__Task brief__:
The answer should contain each record below, repeated exactly.

__Data shown__:
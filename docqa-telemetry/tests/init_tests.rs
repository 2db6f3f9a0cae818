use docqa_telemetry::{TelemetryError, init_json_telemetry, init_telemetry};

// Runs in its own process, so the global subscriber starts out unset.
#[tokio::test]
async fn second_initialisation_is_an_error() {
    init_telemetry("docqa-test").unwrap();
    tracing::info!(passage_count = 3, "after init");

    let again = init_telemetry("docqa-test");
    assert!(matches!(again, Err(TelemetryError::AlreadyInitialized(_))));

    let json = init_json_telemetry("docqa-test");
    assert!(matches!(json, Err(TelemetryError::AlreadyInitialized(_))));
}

__Your response__:
filename docqa-telemetry/tests/init_tests.rs
repository 2db6f3f9a0cae818
use docqa_telemetry::{TelemetryError, init_json_telemetry, init_telemetry};

// Runs in its own process, so the global subscriber starts out unset.
#[tokio::test]
async fn second_initialisation_is_an_error() {
    init_telemetry("docqa-test").unwrap();
    tracing::info!(passage_count = 3, "after init");

    let again = init_telemetry("docqa-test");
    assert!(matches!(again, Err(TelemetryError::AlreadyInitialized(_))));

    let json = init_json_telemetry("docqa-test");
    assert!(matches!(json, Err(TelemetryError::AlreadyInitialized(_))));
}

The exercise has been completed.